::: Information shown :::

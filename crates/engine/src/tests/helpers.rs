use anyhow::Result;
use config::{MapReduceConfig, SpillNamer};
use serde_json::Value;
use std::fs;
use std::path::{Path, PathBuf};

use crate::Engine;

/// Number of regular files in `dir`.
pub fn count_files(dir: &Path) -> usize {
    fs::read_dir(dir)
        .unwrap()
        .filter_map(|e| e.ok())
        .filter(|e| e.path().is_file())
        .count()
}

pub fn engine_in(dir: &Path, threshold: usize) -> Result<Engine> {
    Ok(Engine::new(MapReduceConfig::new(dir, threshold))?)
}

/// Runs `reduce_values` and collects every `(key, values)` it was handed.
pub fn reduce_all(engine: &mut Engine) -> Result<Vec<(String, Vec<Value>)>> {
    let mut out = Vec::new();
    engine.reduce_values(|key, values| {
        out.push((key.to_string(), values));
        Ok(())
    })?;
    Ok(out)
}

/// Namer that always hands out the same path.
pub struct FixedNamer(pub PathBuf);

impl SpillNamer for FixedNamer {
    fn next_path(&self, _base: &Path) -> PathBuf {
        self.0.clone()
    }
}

:::

■ Instructions to follow ■
What is the number of lines in the entries above that contain the word "usize"? Answer with that number only.

■ Expected output ■
2